--- GIVEN DATA ---
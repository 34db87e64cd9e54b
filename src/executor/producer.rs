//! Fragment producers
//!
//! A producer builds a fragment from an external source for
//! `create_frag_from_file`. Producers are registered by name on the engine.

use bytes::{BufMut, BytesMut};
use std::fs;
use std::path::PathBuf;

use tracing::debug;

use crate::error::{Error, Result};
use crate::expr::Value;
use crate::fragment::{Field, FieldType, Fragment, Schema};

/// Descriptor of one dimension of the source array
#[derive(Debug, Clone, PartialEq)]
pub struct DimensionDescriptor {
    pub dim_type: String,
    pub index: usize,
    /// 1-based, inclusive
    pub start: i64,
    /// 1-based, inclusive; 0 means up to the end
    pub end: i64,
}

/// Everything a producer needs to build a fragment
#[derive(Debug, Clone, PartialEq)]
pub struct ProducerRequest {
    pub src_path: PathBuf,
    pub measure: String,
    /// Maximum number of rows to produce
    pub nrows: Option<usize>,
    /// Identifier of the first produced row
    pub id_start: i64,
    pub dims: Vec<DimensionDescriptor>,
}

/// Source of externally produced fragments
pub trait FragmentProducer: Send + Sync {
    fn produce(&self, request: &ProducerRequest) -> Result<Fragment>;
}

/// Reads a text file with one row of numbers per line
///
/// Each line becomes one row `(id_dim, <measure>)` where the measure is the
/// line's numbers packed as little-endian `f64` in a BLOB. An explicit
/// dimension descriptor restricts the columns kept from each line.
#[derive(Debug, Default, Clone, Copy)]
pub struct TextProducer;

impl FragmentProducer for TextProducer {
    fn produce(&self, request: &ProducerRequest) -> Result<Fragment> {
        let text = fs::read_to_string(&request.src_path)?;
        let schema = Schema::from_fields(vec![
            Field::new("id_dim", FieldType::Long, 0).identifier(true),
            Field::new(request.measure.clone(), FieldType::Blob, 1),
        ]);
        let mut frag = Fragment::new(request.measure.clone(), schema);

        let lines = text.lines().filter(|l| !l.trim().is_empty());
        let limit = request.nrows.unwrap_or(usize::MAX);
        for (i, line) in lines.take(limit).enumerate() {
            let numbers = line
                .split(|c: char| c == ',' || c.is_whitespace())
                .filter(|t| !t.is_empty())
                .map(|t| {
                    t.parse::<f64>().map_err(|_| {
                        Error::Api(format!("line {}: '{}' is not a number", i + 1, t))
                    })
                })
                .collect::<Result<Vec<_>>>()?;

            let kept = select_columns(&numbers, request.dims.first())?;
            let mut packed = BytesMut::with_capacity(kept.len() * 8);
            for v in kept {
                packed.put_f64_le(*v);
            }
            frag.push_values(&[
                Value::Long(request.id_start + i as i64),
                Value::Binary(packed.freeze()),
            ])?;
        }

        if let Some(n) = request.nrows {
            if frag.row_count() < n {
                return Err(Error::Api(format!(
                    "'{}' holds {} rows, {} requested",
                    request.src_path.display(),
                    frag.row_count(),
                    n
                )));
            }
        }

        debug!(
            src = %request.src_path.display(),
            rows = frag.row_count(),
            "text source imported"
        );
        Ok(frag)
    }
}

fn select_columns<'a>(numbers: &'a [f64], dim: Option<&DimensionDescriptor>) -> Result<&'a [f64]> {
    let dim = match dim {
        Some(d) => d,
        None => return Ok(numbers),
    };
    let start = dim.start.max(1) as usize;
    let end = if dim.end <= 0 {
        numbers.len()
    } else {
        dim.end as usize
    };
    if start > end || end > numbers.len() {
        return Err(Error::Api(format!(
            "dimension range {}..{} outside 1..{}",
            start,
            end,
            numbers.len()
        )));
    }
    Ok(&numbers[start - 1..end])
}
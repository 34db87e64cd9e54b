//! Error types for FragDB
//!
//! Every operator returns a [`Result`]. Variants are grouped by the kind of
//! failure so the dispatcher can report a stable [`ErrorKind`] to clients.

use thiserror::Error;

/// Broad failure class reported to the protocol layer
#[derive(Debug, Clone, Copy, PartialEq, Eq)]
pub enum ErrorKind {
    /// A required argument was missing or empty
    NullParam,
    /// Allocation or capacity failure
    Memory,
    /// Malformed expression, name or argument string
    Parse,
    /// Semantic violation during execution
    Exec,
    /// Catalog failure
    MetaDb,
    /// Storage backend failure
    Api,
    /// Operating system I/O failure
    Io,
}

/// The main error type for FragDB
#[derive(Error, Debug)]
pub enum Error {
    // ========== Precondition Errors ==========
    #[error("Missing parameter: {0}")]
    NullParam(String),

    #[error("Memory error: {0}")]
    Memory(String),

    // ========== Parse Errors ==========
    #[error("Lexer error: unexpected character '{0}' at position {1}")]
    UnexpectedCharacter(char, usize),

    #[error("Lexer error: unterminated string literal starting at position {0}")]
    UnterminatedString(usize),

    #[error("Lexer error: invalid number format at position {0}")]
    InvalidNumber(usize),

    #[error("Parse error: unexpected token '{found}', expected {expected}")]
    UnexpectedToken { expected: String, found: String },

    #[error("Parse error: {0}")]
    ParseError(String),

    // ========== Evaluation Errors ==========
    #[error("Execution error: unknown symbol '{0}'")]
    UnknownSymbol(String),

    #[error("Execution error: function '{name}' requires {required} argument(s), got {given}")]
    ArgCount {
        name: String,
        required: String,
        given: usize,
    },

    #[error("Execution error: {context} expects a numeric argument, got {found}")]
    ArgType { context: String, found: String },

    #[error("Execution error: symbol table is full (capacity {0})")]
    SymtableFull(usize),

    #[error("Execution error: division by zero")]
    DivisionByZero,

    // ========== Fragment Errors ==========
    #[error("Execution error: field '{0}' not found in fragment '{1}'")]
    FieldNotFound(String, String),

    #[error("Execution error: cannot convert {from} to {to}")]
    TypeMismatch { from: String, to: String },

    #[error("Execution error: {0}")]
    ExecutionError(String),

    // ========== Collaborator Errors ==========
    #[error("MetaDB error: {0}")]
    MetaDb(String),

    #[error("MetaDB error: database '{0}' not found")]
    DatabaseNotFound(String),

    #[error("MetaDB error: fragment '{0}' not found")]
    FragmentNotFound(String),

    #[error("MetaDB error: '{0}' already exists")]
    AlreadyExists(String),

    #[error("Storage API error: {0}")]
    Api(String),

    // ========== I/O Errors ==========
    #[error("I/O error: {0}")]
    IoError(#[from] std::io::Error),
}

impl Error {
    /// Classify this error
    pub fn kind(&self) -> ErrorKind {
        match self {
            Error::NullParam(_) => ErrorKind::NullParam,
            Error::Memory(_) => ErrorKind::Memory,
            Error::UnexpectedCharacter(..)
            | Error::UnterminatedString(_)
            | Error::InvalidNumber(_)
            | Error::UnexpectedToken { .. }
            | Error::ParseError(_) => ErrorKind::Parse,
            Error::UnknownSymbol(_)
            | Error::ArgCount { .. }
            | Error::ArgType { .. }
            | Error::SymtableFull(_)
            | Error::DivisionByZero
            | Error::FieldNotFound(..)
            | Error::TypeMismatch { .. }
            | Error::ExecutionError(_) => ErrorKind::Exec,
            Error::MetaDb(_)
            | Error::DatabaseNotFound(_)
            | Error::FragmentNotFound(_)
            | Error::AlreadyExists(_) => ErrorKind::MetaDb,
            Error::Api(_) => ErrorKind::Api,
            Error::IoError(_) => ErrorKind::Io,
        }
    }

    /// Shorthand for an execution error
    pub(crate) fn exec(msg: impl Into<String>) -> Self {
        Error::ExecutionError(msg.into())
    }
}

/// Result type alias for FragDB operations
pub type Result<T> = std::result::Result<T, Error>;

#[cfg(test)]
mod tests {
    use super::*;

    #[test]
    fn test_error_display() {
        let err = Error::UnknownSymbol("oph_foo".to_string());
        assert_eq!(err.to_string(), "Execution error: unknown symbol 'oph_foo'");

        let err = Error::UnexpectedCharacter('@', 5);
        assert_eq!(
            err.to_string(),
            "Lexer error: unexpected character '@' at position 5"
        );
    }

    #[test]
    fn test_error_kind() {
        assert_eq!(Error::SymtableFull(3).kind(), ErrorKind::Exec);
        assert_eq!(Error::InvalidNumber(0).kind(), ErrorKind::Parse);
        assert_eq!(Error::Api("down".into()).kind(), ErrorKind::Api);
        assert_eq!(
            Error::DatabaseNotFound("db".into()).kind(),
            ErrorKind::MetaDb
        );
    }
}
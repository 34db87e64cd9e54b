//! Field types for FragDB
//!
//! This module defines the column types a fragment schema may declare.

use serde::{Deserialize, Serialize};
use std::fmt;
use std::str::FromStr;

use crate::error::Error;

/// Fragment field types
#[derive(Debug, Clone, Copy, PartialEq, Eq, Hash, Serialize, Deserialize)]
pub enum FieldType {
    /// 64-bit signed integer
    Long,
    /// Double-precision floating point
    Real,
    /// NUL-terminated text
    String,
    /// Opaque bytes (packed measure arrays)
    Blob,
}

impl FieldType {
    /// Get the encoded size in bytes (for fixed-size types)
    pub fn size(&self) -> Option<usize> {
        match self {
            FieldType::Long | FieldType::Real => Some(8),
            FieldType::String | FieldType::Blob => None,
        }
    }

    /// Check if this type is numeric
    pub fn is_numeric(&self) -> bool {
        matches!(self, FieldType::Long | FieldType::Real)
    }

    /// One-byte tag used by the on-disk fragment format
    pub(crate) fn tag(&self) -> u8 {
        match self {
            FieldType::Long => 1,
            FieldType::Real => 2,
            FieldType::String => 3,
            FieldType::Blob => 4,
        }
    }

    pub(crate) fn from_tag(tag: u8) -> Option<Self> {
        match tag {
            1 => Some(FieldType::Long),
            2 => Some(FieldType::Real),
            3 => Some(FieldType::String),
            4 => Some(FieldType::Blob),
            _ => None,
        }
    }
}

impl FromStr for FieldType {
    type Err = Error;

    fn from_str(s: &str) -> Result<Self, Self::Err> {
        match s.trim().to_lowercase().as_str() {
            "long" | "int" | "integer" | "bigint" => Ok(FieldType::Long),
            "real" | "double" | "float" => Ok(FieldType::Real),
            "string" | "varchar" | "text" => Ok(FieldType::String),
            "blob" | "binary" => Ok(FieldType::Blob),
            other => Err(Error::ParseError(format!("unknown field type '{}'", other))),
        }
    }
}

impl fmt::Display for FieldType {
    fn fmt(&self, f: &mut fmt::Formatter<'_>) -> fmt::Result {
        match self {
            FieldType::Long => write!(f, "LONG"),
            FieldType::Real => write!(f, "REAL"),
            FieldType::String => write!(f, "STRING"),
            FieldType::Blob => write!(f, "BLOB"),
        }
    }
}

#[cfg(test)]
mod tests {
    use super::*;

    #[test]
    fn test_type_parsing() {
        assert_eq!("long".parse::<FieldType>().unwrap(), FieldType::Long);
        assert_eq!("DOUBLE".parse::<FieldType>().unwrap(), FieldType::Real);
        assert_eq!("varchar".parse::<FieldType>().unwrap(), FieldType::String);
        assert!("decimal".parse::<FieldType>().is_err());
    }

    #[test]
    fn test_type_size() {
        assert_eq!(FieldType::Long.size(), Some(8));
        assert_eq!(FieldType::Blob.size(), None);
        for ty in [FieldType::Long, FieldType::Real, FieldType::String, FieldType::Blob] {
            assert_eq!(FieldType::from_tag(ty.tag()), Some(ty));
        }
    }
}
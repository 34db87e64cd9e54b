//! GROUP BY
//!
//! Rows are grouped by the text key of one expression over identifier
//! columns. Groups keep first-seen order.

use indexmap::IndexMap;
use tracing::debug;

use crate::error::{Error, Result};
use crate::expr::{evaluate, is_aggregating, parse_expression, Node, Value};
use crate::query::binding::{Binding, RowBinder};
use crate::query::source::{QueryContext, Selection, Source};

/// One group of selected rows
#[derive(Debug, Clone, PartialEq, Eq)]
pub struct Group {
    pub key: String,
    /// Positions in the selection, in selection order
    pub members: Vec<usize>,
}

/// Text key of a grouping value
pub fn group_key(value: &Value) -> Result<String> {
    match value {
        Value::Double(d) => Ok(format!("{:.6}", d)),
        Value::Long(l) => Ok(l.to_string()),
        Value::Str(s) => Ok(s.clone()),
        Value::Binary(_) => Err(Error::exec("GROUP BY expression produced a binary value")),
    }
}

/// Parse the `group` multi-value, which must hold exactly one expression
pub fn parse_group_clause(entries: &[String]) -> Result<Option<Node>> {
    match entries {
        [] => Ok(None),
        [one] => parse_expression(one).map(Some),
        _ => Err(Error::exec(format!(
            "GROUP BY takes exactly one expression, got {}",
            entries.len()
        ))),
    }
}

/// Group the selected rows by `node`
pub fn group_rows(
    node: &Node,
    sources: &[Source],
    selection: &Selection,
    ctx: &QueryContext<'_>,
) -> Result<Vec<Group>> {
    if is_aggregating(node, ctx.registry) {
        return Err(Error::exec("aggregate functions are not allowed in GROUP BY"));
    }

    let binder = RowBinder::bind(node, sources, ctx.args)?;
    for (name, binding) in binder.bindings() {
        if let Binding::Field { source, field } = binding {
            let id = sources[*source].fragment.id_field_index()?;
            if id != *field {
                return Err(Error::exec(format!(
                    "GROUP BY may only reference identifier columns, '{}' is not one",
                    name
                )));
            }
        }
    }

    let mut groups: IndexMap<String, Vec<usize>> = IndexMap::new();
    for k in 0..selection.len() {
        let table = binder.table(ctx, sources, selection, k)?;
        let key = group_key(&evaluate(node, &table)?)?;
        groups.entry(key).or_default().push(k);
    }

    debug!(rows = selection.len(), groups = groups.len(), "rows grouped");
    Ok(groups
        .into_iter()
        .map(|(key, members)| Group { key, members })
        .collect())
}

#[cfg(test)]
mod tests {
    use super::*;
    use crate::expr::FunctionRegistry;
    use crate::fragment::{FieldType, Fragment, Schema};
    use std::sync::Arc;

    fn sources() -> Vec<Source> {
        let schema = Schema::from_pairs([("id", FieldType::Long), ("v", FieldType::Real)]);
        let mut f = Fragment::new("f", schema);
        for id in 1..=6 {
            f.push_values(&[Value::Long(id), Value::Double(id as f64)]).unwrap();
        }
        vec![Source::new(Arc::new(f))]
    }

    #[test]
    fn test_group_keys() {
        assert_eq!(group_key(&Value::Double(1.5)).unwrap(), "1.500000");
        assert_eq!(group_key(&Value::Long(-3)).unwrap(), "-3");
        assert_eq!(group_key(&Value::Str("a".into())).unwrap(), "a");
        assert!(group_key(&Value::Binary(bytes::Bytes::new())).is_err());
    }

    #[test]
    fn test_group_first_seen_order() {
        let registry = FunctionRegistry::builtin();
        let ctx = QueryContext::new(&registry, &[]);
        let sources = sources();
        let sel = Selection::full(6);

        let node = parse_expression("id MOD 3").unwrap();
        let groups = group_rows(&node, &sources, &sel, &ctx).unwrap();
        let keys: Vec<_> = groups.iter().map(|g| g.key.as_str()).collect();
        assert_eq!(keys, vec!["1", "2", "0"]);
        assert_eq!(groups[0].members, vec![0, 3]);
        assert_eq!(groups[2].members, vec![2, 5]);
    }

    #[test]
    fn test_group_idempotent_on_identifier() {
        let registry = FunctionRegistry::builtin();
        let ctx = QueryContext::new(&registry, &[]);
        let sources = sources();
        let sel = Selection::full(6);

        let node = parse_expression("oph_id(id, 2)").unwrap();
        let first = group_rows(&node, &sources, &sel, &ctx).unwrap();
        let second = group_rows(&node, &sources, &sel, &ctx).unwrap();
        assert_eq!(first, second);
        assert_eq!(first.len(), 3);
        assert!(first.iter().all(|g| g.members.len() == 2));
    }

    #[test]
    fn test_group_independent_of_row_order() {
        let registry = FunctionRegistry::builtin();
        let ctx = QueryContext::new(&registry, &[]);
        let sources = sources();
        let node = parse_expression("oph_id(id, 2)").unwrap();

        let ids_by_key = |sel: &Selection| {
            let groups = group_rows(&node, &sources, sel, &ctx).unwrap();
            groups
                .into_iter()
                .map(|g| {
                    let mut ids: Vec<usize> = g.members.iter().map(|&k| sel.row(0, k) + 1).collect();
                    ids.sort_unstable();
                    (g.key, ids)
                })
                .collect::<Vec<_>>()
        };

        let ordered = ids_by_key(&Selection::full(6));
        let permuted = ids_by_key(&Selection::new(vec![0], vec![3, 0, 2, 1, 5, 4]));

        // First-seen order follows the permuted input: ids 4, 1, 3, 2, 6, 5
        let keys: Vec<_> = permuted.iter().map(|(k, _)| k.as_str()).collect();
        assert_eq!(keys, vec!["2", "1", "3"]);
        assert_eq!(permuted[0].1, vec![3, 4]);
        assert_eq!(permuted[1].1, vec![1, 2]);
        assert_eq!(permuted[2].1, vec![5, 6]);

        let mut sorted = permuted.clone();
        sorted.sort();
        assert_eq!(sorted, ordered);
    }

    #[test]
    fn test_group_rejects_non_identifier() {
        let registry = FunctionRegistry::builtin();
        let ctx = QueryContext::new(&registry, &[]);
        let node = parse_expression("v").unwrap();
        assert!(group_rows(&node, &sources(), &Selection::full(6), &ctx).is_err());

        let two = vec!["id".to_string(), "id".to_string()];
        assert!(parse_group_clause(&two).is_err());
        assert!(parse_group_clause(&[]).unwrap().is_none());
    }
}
---
Search the data for the string "AlreadyExists" and copy each line where it appears.

### WRITTEN SOLUTION
    AlreadyExists(String),
            | Error::AlreadyExists(_) => ErrorKind::MetaDb,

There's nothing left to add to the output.